Scan the listing beneath this sentence. Report each line with the word "SessionManager".

** Opening Listed entries block **

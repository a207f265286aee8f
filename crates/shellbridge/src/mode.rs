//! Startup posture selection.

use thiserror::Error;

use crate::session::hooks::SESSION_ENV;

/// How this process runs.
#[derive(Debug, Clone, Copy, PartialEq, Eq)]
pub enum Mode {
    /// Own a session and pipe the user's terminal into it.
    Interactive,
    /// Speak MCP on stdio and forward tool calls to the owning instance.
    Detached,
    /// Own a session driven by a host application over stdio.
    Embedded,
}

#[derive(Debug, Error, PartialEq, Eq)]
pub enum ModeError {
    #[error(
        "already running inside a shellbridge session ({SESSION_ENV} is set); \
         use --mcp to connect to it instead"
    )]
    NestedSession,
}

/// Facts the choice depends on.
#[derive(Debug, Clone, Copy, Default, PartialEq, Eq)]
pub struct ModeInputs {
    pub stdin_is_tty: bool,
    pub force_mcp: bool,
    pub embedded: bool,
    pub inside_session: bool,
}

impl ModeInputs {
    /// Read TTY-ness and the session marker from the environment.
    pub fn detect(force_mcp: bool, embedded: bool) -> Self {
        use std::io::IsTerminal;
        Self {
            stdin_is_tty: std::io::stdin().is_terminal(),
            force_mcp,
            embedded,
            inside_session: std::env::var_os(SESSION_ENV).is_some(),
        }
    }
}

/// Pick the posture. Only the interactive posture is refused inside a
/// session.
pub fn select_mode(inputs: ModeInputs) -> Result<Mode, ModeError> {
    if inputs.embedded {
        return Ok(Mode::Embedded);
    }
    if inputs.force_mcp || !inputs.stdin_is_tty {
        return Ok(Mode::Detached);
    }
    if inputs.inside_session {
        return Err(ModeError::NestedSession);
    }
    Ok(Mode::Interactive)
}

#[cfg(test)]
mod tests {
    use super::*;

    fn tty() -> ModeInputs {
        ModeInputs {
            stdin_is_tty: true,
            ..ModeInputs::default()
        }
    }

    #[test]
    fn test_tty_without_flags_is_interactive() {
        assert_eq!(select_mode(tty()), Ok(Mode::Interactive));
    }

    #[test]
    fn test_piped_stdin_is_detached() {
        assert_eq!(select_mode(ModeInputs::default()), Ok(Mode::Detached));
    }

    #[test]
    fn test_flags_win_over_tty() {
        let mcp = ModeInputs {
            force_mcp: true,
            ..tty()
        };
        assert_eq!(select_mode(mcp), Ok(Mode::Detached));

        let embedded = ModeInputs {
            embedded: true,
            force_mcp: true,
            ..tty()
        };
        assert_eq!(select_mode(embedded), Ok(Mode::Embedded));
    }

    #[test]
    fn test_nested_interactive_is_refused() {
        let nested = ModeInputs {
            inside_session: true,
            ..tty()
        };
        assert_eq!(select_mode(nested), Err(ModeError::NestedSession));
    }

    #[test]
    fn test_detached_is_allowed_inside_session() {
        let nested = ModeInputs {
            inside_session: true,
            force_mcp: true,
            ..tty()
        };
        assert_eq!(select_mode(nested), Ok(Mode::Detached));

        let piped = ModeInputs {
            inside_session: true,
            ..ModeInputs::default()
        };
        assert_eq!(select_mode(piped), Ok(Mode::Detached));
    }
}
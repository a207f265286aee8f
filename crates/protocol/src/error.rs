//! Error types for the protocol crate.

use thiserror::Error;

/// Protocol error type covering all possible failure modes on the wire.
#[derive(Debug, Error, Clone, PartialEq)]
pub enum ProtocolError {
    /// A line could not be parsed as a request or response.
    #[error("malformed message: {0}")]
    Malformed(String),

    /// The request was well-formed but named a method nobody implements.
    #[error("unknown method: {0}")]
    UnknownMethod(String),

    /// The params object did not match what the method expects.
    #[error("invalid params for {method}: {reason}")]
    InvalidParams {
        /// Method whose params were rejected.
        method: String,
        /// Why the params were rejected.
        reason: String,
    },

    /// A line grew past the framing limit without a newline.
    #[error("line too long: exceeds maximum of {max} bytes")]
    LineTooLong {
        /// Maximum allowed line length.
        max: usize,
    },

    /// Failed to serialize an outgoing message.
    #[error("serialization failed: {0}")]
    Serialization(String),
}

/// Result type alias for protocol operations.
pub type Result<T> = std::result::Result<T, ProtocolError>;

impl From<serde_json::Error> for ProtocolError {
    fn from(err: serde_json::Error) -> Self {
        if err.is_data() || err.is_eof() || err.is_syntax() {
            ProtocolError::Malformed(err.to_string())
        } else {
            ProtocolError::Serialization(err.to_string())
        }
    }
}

** Closing Listed entries block **
** Opening Listed entries block **

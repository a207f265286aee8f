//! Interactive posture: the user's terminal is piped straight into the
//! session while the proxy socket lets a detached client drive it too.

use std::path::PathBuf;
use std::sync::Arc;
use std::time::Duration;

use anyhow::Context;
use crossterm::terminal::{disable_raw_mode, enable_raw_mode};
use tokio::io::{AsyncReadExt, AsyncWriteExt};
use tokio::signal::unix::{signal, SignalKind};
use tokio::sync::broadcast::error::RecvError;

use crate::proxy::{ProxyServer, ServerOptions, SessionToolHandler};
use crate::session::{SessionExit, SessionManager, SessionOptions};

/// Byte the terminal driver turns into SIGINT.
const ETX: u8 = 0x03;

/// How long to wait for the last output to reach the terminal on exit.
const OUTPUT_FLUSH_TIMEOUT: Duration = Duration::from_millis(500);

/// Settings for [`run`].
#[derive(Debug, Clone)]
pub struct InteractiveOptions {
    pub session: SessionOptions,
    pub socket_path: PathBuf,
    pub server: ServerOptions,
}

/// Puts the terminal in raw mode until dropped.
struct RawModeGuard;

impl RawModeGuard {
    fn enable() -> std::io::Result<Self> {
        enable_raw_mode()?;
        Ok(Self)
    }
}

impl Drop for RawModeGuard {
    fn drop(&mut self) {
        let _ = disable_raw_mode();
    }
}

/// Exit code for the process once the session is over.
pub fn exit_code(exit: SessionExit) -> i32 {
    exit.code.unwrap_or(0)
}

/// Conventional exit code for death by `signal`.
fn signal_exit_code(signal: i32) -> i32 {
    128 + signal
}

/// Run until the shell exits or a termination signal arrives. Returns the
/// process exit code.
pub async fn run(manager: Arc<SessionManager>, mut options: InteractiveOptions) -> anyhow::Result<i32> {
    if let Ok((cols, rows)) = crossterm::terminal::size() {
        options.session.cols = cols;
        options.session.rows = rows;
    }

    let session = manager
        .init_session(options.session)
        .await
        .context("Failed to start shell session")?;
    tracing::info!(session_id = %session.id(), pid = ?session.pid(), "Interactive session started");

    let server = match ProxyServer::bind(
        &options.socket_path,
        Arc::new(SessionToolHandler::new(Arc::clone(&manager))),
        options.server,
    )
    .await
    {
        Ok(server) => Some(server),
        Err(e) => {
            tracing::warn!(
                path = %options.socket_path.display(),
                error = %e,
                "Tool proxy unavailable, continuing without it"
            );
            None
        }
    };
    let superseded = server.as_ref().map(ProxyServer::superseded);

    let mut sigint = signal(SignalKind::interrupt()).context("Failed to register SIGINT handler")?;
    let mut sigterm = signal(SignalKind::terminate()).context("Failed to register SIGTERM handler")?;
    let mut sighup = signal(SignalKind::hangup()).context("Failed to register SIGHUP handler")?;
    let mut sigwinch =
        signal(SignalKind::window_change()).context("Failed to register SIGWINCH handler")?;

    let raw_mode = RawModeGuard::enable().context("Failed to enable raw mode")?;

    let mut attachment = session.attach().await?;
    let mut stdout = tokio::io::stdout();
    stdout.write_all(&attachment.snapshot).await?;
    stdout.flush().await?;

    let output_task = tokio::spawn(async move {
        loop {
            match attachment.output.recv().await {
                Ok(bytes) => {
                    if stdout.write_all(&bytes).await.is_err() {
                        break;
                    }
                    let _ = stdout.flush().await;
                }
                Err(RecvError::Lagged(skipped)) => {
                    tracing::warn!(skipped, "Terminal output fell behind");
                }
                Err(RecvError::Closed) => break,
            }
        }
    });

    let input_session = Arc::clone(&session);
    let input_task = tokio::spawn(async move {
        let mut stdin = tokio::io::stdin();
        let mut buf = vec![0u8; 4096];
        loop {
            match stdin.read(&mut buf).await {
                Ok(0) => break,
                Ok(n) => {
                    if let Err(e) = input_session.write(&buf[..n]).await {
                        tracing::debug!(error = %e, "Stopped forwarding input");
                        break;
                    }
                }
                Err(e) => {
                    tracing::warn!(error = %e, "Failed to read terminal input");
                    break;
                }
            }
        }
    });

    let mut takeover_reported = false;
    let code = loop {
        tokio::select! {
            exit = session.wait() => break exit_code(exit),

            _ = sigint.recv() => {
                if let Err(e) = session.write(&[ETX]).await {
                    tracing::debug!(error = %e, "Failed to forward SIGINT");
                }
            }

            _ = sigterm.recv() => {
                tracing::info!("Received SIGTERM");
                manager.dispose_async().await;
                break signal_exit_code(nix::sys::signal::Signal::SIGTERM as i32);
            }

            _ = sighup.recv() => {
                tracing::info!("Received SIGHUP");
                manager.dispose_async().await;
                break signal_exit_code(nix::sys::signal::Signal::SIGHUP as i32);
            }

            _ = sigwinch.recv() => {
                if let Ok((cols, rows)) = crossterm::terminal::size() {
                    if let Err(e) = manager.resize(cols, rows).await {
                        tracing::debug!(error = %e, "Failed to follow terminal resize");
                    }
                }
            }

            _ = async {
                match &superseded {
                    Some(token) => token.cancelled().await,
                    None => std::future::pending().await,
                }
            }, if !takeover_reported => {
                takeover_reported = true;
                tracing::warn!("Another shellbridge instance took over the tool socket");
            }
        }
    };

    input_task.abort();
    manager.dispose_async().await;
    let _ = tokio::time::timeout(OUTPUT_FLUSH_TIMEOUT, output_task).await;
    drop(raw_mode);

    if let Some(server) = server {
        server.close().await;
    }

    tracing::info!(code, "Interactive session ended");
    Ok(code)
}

** Closing Listed entries block **
** Opening Listed entries block **

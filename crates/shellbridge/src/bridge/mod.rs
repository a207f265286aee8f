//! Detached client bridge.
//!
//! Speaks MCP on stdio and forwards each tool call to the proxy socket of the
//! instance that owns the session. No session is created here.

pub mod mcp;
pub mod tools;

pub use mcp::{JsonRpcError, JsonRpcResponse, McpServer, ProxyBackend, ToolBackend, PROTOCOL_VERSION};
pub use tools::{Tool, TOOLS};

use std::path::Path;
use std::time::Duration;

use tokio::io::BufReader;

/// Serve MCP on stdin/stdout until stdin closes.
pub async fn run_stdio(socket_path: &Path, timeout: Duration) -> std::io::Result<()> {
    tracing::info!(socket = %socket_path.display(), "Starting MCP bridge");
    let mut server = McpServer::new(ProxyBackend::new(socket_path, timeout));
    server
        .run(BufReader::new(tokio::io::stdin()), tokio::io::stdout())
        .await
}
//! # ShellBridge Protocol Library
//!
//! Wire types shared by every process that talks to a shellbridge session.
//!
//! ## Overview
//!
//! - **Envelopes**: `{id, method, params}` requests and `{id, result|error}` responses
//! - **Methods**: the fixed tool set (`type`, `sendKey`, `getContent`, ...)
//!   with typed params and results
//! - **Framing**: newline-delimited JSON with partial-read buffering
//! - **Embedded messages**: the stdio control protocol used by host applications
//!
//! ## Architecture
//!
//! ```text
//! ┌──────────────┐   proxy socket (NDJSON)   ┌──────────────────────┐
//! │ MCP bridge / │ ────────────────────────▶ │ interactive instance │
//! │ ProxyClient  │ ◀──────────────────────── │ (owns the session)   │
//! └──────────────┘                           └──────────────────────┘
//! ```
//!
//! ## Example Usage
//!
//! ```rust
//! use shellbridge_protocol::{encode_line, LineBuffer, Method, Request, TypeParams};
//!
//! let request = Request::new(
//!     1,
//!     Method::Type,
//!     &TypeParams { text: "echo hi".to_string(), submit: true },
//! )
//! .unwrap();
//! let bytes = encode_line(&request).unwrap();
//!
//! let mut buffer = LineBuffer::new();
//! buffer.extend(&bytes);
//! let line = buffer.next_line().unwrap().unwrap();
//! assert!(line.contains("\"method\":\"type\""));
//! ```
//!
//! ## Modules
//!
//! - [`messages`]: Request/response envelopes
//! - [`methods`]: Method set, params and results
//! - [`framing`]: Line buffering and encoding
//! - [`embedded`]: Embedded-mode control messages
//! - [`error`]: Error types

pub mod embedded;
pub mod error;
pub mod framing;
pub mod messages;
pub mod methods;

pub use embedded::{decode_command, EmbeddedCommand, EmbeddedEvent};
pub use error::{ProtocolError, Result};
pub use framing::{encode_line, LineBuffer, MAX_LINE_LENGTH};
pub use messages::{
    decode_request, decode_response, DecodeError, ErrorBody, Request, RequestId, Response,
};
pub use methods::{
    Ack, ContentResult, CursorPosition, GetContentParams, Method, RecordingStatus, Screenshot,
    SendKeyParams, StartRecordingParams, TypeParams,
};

** Closing Listed entries block **

* [Reply]
use crate::session::{SessionExit, SessionManager, SessionOptions};
pub async fn run(manager: Arc<SessionManager>, mut options: InteractiveOptions) -> anyhow::Result<i32> {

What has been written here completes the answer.